--- START ---

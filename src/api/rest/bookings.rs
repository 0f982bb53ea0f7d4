use std::sync::Arc;

use axum::extract::{Path, State};
use axum::routing::{get, patch, post};
use axum::Json;
use axum::Router;
use serde::Deserialize;
use uuid::Uuid;

use crate::api::rest::extract::AppJson;
use crate::api::rest::identity::Caller;
use crate::engine::lifecycle::Actor;
use crate::engine::matching::{match_sos, sos_draft, SosRequest};
use crate::engine::poller::{scope_view, BookingView, Viewer};
use crate::error::AppError;
use crate::models::booking::{Booking, BookingDraft, BookingStatus};
use crate::models::location::GeoPoint;
use crate::models::user::{User, UserRole};
use crate::notify::{dispatch_alert, EmergencyAlert};
use crate::state::AppState;

pub fn router() -> Router<Arc<AppState>> {
    Router::new()
        .route("/bookings", post(create_booking).get(list_bookings))
        .route("/bookings/sos", post(emergency_sos))
        .route("/bookings/view", get(booking_view))
        .route("/bookings/active", get(active_booking))
        .route("/bookings/:id", get(get_booking))
        .route("/bookings/:id/status", patch(update_status))
}

#[derive(Deserialize)]
#[serde(rename_all = "camelCase")]
pub struct SosPickup {
    #[serde(alias = "latitude")]
    pub lat: f64,
    #[serde(alias = "longitude")]
    pub lng: f64,
    #[serde(default)]
    pub address: Option<String>,
}

#[derive(Deserialize)]
#[serde(rename_all = "camelCase")]
pub struct SosBookingRequest {
    pub pickup: SosPickup,
    #[serde(default)]
    pub patient_age: Option<u32>,
    #[serde(default)]
    pub patient_condition: Option<String>,
}

#[derive(Deserialize)]
#[serde(rename_all = "camelCase")]
pub struct StatusUpdateRequest {
    pub status: BookingStatus,
    #[serde(default)]
    pub driver_id: Option<Uuid>,
}

fn require_patient(user: &User) -> Result<(), AppError> {
    if user.role != UserRole::Patient {
        return Err(AppError::Forbidden(
            "only patients can request an ambulance".to_string(),
        ));
    }
    Ok(())
}

async fn create_booking(
    State(state): State<Arc<AppState>>,
    Caller(user): Caller,
    AppJson(draft): AppJson<BookingDraft>,
) -> Result<Json<Booking>, AppError> {
    require_patient(&user)?;
    if draft.user_id != user.id {
        return Err(AppError::Forbidden(
            "bookings can only be requested for the calling user".to_string(),
        ));
    }

    let booking = state.bookings.create(draft).await?;

    let hospital_name = state
        .fleet
        .hospital(&booking.hospital_id)
        .map(|h| h.name)
        .unwrap_or_else(|| booking.hospital_location.address.clone());
    notify_contacts(&state, &user, &booking, hospital_name);

    Ok(Json(booking))
}

async fn emergency_sos(
    State(state): State<Arc<AppState>>,
    Caller(user): Caller,
    AppJson(payload): AppJson<SosBookingRequest>,
) -> Result<Json<Booking>, AppError> {
    require_patient(&user)?;

    let pickup = GeoPoint::new(payload.pickup.lat, payload.pickup.lng);
    if !pickup.is_valid() {
        return Err(AppError::Validation(
            "pickup has out-of-range coordinates".to_string(),
        ));
    }

    let matched = match_sos(
        &pickup,
        &state.fleet.ambulances(),
        &state.fleet.hospitals(),
        state.sos_search_limit,
    )?;

    let draft = sos_draft(
        &user,
        SosRequest {
            pickup,
            address: payload.pickup.address,
            patient_age: payload.patient_age,
            patient_condition: payload.patient_condition,
        },
        &matched,
    );
    let booking = state.bookings.create(draft).await?;

    tracing::info!(
        booking_id = %booking.id,
        ambulance_id = %matched.ambulance.item.id,
        ambulance_km = matched.ambulance.distance,
        hospital_id = %matched.hospital.item.id,
        "emergency sos dispatched"
    );

    notify_contacts(&state, &user, &booking, matched.hospital.item.name.clone());
    Ok(Json(booking))
}

fn notify_contacts(state: &AppState, user: &User, booking: &Booking, hospital_name: String) {
    let alert = EmergencyAlert {
        patient_name: booking.patient_name.clone(),
        hospital_name,
        hospital_address: booking.hospital_location.address.clone(),
    };
    dispatch_alert(
        state.notifier.clone(),
        user.emergency_contacts.clone(),
        alert,
        state.metrics.clone(),
    );
}

async fn current_view(state: &AppState, user: &User) -> Result<BookingView, AppError> {
    let all = state.bookings.list_all().await?;
    Ok(scope_view(&Viewer::from_user(user), all))
}

async fn list_bookings(
    State(state): State<Arc<AppState>>,
    Caller(user): Caller,
) -> Result<Json<Vec<Booking>>, AppError> {
    Ok(Json(current_view(&state, &user).await?.bookings))
}

async fn booking_view(
    State(state): State<Arc<AppState>>,
    Caller(user): Caller,
) -> Result<Json<BookingView>, AppError> {
    Ok(Json(current_view(&state, &user).await?))
}

async fn active_booking(
    State(state): State<Arc<AppState>>,
    Caller(user): Caller,
) -> Result<Json<Option<Booking>>, AppError> {
    Ok(Json(current_view(&state, &user).await?.active))
}

async fn get_booking(
    State(state): State<Arc<AppState>>,
    Caller(user): Caller,
    Path(id): Path<Uuid>,
) -> Result<Json<Booking>, AppError> {
    let booking = state.bookings.get(id).await?;
    if user.role == UserRole::Patient && booking.user_id != user.id {
        return Err(AppError::Forbidden(format!(
            "booking {id} belongs to another patient"
        )));
    }
    Ok(Json(booking))
}

async fn update_status(
    State(state): State<Arc<AppState>>,
    Caller(user): Caller,
    Path(id): Path<Uuid>,
    AppJson(payload): AppJson<StatusUpdateRequest>,
) -> Result<Json<Booking>, AppError> {
    if let Some(driver_id) = payload.driver_id {
        if driver_id != user.id {
            return Err(AppError::Forbidden(
                "driverId must be the calling driver".to_string(),
            ));
        }
    }

    let booking = state
        .bookings
        .transition_to(id, Actor::from_user(&user), payload.status)
        .await?;
    Ok(Json(booking))
}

--- END ---

__Problem requirements__
Wherever the word "SosRequest" appears in a line of the data above, copy that line.

__Finished task__
use crate::engine::matching::{match_sos, sos_draft, SosRequest};
        SosRequest {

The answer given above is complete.